Sunday, December 9, 2012


Moussa, 10 years old

I'm not sure why certain patients grab my heart and come to mean so much to me.  In 13 years as a pediatrician I've never had a patient affect me as much as Moussa did.  He came to us two years ago with a huge abdominal mass.  We diagnosed a probable Wilms Tumor, which is a type of kidney cancer.  His tumor was so large it wasn't difficult to see.  He had surgery immediately and his kidney with the tumor was removed.  He started chemotherapy at the same time and stayed at the hospital for several months.  The difference in his appearance was remarkable after his surgery.

After surgery

Moussa had a great response to his treatment and began to feel better immediately.  He became a constant presence in my office and around pediatrics.  Other than losing his hair he had very few side effects and quickly became my buddy.  Incredibly, he even gained weight while on chemo.  He chunked up nicely after having been sick for so long.

After several months of treatment, Moussa had no further evidence of his cancer and he was able to return to his village.  One of the unique things about Moussa is that he was illegitimate.  His mother had him out of wedlock, which creates great shame for the family.  She abandoned him and left him with his grandparents and she moved away.  She married a man who would not accept Moussa and so he only saw her a couple of times in his life.  He was cared for by his grandparents and great grandparents in their village.  His basic needs were met but he was never treated like a legitimate son of the family.  Despite this, he developed an amazing personality and had a wonderful little laugh.  He was such a delight and made me smile and laugh every day I was with him.  Of course there were times I wanted to wring his neck, but they were far and few between.

Road to Moussa's village
Saying goodbye
Moussa, his grandmother and great-grandmother
 Moussa's great-grandfather                                                                                                                                                                    
Moussa's home

Moussa was home for several months before he had a recurrence of his tumor.  I was contacted by the local nurse and I drove out to pick him up and bring him back to the hospital.  He'd lost a lot of weight and was having a lot of pain in his back and sides.  His tumor seemed small but was easy to feel on examination of his abdomen.

Outside my office window

My buddy was back but a lot skinnier

We started chemotherapy again and he once again responded well to treatment.  His tumor shrunk and he felt well. This was a really fun time with Moussa.  He was everywhere at the hospital.  He came to staff devotions every morning, hung out in my office, and basically supervised everything.  He'd let me know it if I was a few minutes late, who else was late, who didn't come to work that day, etc. 

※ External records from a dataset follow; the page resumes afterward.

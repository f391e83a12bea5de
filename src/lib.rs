//! Event-driven cache-consistency pipeline.
//!
//! Writes flow from partitioned event streams into two independent
//! materializations, a durable key-sorted table and a versioned cache
//! channel, with at-least-once delivery and idempotent application.
//! See [`consumer`] for the shared consumption machinery and [`pipeline`]
//! for the assembled system.

pub mod alert;
pub mod cache;
pub mod checkpoint;
pub mod codec;
pub mod config;
pub mod consumer;
pub mod dead_letter;
pub mod error;
#[cfg(feature = "http")]
pub mod http;
pub mod idempotency;
pub mod pipeline;
pub mod producer;
pub mod store;
pub mod stream;
pub mod telemetry;

pub use alert::{Alert, AlertKind, AlertSink, InMemoryAlertSink, LogAlertSink};
#[cfg(feature = "emitter")]
pub use alert::EmitterAlertSink;
pub use cache::{
    cache_key, ApplyOutcome, CacheMessage, CacheNode, CacheNodeListener, CachePublisher,
    CacheUpdateHandler, InMemoryPubSub,
};
pub use checkpoint::{
    CheckpointError, CheckpointKey, CheckpointStore, ConsumerCheckpoint, FileCheckpointStore,
    InMemoryCheckpointStore,
};
pub use codec::{EntityMutation, MalformedEvent, PayloadFormat};
pub use config::{load_config, PipelineConfig};
pub use consumer::{
    ConsumerError, ConsumerGroup, ConsumerSettings, CycleOutcome, Delivery, EventHandler,
    PartitionConsumer, PartitionState, Remediation, RetryPolicy, StreamConsumption,
};
pub use dead_letter::{DeadLetter, DeadLetterSink, InMemoryDeadLetterSink, JsonLinesDeadLetterSink};
pub use error::{Error, Result, SinkError};
pub use idempotency::IdempotencyMarker;
pub use pipeline::{Pipeline, PipelineHandle, PipelineStats};
pub use producer::{TrackingMessage, TrackingProducer};
pub use store::{DurableStore, InMemoryTable, RecordKey, StoreRecord, StoreUpdateHandler};
pub use stream::{
    Event, EventStream, InMemoryStream, PartitionId, SequenceNumber, StartingPosition,
    StreamError, StreamProducer,
};

// Re-export the EventEmitter from the event_emitter_rs crate
#[cfg(feature = "emitter")]
pub use event_emitter_rs::EventEmitter;
use std::fs;
use std::io::ErrorKind;
use std::path::{Path, PathBuf};
use std::sync::Mutex;

use tracing::debug;

use crate::stream::SequenceNumber;

use super::store::CheckpointStore;
use super::{check_forward, CheckpointError, CheckpointKey, ConsumerCheckpoint};

/// Checkpoint store keeping one JSON file per checkpoint in a directory.
///
/// Writes go to a temporary file that is renamed over the previous version,
/// so a crash leaves either the old or the new checkpoint, never a torn one.
pub struct FileCheckpointStore {
    dir: PathBuf,
    // Serializes read-check-write sequences within this process.
    write_lock: Mutex<()>,
}

impl FileCheckpointStore {
    /// Open (and create if needed) a checkpoint directory.
    pub fn open(dir: impl AsRef<Path>) -> Result<Self, CheckpointError> {
        let dir = dir.as_ref().to_path_buf();
        fs::create_dir_all(&dir).map_err(|e| {
            CheckpointError::Storage(format!("cannot create {}: {}", dir.display(), e))
        })?;
        Ok(Self {
            dir,
            write_lock: Mutex::new(()),
        })
    }

    pub fn dir(&self) -> &Path {
        &self.dir
    }

    fn path_for(&self, key: &CheckpointKey) -> PathBuf {
        let name = format!(
            "{}__{}__{}.json",
            encode_part(&key.consumer),
            encode_part(&key.stream_id),
            key.partition
        );
        self.dir.join(name)
    }

    fn read_file(path: &Path) -> Result<Option<ConsumerCheckpoint>, CheckpointError> {
        let content = match fs::read_to_string(path) {
            Ok(content) => content,
            Err(e) if e.kind() == ErrorKind::NotFound => return Ok(None),
            Err(e) => {
                return Err(CheckpointError::Storage(format!(
                    "cannot read {}: {}",
                    path.display(),
                    e
                )))
            }
        };
        serde_json::from_str(&content)
            .map(Some)
            .map_err(|e| CheckpointError::Serde(format!("{}: {}", path.display(), e)))
    }

    fn write_file(&self, key: &CheckpointKey, checkpoint: &ConsumerCheckpoint) -> Result<(), CheckpointError> {
        let path = self.path_for(key);
        let content = serde_json::to_string_pretty(checkpoint)
            .map_err(|e| CheckpointError::Serde(e.to_string()))?;

        let tmp_path = path.with_extension("json.tmp");
        fs::write(&tmp_path, content).map_err(|e| {
            CheckpointError::Storage(format!("cannot write {}: {}", tmp_path.display(), e))
        })?;
        fs::rename(&tmp_path, &path).map_err(|e| {
            CheckpointError::Storage(format!("cannot replace {}: {}", path.display(), e))
        })?;

        debug!(checkpoint = %key, sequence = ?checkpoint.sequence_number, "checkpoint file written");
        Ok(())
    }
}

/// Percent-encode every byte outside `[A-Za-z0-9.-]`, so distinct names
/// never share a file and `__` only ever appears as the separator.
fn encode_part(part: &str) -> String {
    let mut encoded = String::with_capacity(part.len());
    for byte in part.bytes() {
        if byte.is_ascii_alphanumeric() || byte == b'-' || byte == b'.' {
            encoded.push(char::from(byte));
        } else {
            encoded.push_str(&format!("%{:02X}", byte));
        }
    }
    encoded
}

impl CheckpointStore for FileCheckpointStore {
    fn load(&self, key: &CheckpointKey) -> Result<Option<ConsumerCheckpoint>, CheckpointError> {
        Self::read_file(&self.path_for(key))
    }

    fn save(
        &self,
        key: &CheckpointKey,
        sequence: SequenceNumber,
    ) -> Result<ConsumerCheckpoint, CheckpointError> {
        let _guard = self
            .write_lock
            .lock()
            .map_err(|_| CheckpointError::Storage("lock poisoned".into()))?;
        let stored = Self::read_file(&self.path_for(key))?;
        check_forward(key, stored.as_ref(), sequence)?;
        if let Some(existing) = stored.filter(|c| c.sequence_number == Some(sequence)) {
            return Ok(existing);
        }
        let checkpoint = ConsumerCheckpoint::new(key, Some(sequence));
        self.write_file(key, &checkpoint)?;
        Ok(checkpoint)
    }

    fn reset(
        &self,
        key: &CheckpointKey,
        sequence: Option<SequenceNumber>,
    ) -> Result<ConsumerCheckpoint, CheckpointError> {
        let _guard = self
            .write_lock
            .lock()
            .map_err(|_| CheckpointError::Storage("lock poisoned".into()))?;
        let checkpoint = ConsumerCheckpoint::new(key, sequence);
        self.write_file(key, &checkpoint)?;
        Ok(checkpoint)
    }

    fn list(&self, consumer: &str) -> Result<Vec<ConsumerCheckpoint>, CheckpointError> {
        let entries = fs::read_dir(&self.dir).map_err(|e| {
            CheckpointError::Storage(format!("cannot list {}: {}", self.dir.display(), e))
        })?;

        let mut checkpoints = Vec::new();
        for entry in entries {
            let path = entry
                .map_err(|e| CheckpointError::Storage(e.to_string()))?
                .path();
            if path.extension().and_then(|ext| ext.to_str()) != Some("json") {
                continue;
            }
            if let Some(checkpoint) = Self::read_file(&path)? {
                if checkpoint.consumer == consumer {
                    checkpoints.push(checkpoint);
                }
            }
        }
        checkpoints.sort_by(|a, b| a.key().cmp(&b.key()));
        Ok(checkpoints)
    }
}

#[cfg(test)]
mod tests {
    use super::*;
    use crate::stream::PartitionId;

    fn key(partition: u32) -> CheckpointKey {
        CheckpointKey::new("store-updater", "reactive-system-event-stream", PartitionId(partition))
    }

    #[test]
    fn survives_reopen() {
        let dir = tempfile::tempdir().unwrap();
        {
            let store = FileCheckpointStore::open(dir.path()).unwrap();
            store.save(&key(0), SequenceNumber(7)).unwrap();
        }
        let reopened = FileCheckpointStore::open(dir.path()).unwrap();
        let loaded = reopened.load(&key(0)).unwrap().unwrap();
        assert_eq!(loaded.sequence_number, Some(SequenceNumber(7)));
        assert_eq!(loaded.key(), key(0));
    }

    #[test]
    fn regression_is_refused() {
        let dir = tempfile::tempdir().unwrap();
        let store = FileCheckpointStore::open(dir.path()).unwrap();
        store.save(&key(0), SequenceNumber(7)).unwrap();
        assert!(matches!(
            store.save(&key(0), SequenceNumber(6)),
            Err(CheckpointError::Regression { .. })
        ));
        store.reset(&key(0), Some(SequenceNumber(2))).unwrap();
        assert_eq!(
            store.load(&key(0)).unwrap().unwrap().sequence_number,
            Some(SequenceNumber(2))
        );
    }

    #[test]
    fn list_returns_only_consumer_checkpoints() {
        let dir = tempfile::tempdir().unwrap();
        let store = FileCheckpointStore::open(dir.path()).unwrap();
        store.save(&key(2), SequenceNumber(1)).unwrap();
        store.save(&key(0), SequenceNumber(1)).unwrap();
        store
            .save(
                &CheckpointKey::new("cache-updater", "redis", PartitionId(0)),
                SequenceNumber(1),
            )
            .unwrap();

        let listed = store.list("store-updater").unwrap();
        assert_eq!(listed.len(), 2);
        assert_eq!(listed[0].partition, PartitionId(0));
        assert_eq!(listed[1].partition, PartitionId(2));
    }

    #[test]
    fn similar_names_do_not_share_a_file() {
        let dir = tempfile::tempdir().unwrap();
        let store = FileCheckpointStore::open(dir.path()).unwrap();
        let slash = CheckpointKey::new("a/b", "events", PartitionId(0));
        let underscore = CheckpointKey::new("a_b", "events", PartitionId(0));
        let split = CheckpointKey::new("a", "b__events", PartitionId(0));

        store.save(&slash, SequenceNumber(1)).unwrap();
        store.save(&underscore, SequenceNumber(5)).unwrap();
        store.save(&split, SequenceNumber(9)).unwrap();

        assert_eq!(store.load(&slash).unwrap().unwrap().sequence_number, Some(SequenceNumber(1)));
        assert_eq!(store.load(&underscore).unwrap().unwrap().sequence_number, Some(SequenceNumber(5)));
        assert_eq!(store.load(&split).unwrap().unwrap().sequence_number, Some(SequenceNumber(9)));
        assert_eq!(encode_part("a/b_c"), "a%2Fb%5Fc");
    }

    #[test]
    fn corrupt_file_is_a_serde_error() {
        let dir = tempfile::tempdir().unwrap();
        let store = FileCheckpointStore::open(dir.path()).unwrap();
        fs::write(store.path_for(&key(0)), "{not json").unwrap();
        assert!(matches!(
            store.load(&key(0)),
            Err(CheckpointError::Serde(_))
        ));
    }
}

Hanging out with nurse Kristen, one of my teammates

Playing doctor
He would tire out easily and fall asleep on the exam table
table in my office

After several more weeks of chemo it was time for his second operation.  The goal was to remove the new tumor.  I was able to assist in his surgery where we found that, although the tumor had shrunk, it was still very extensive.  There was no distinct tumor to remove and we had to close him up without removing anything.  The cancer had spread everywhere.  This meant that there was no other treatment left for him.  It was heartbreaking to know there was nothing else we could do for him and to know that the tumor would start growing again.  

After he had recovered from his operation, we once again returned him to his village.  It was hard saying goodbye to him this time because I knew he would soon begin to have pain from the cancer as it started to grow again.  We had nothing left to do for him but treat his pain.

About a month after I took him home I went to check on him and was saddened by the change in his appearance.  He'd begun to lose weight and have abdominal pain.  Despite this he was not ready to return to the hospital for hospice care.

One month after going home

Still with a smile despite feeling so bad

I left him again knowing I'd be back in a couple of weeks.  I left a lot of pain medicine for him that helped him rest.  He wasn't eating much at this point but was still getting around and happy to be home.

Two weeks later I was pretty amazed at the difference in him.  He'd lost more weight and the tumor in his abdomen was growing and giving him lots of pain.  This time we knew it was time to bring him back to the hospital so we could maximize his pain meds for his final few weeks of life.

Over the next couple of weeks he got weaker and weaker and spent a lot of time in my office with me.  He eventually got too weak to leave his bed so I'd stop by and see him throughout the day.  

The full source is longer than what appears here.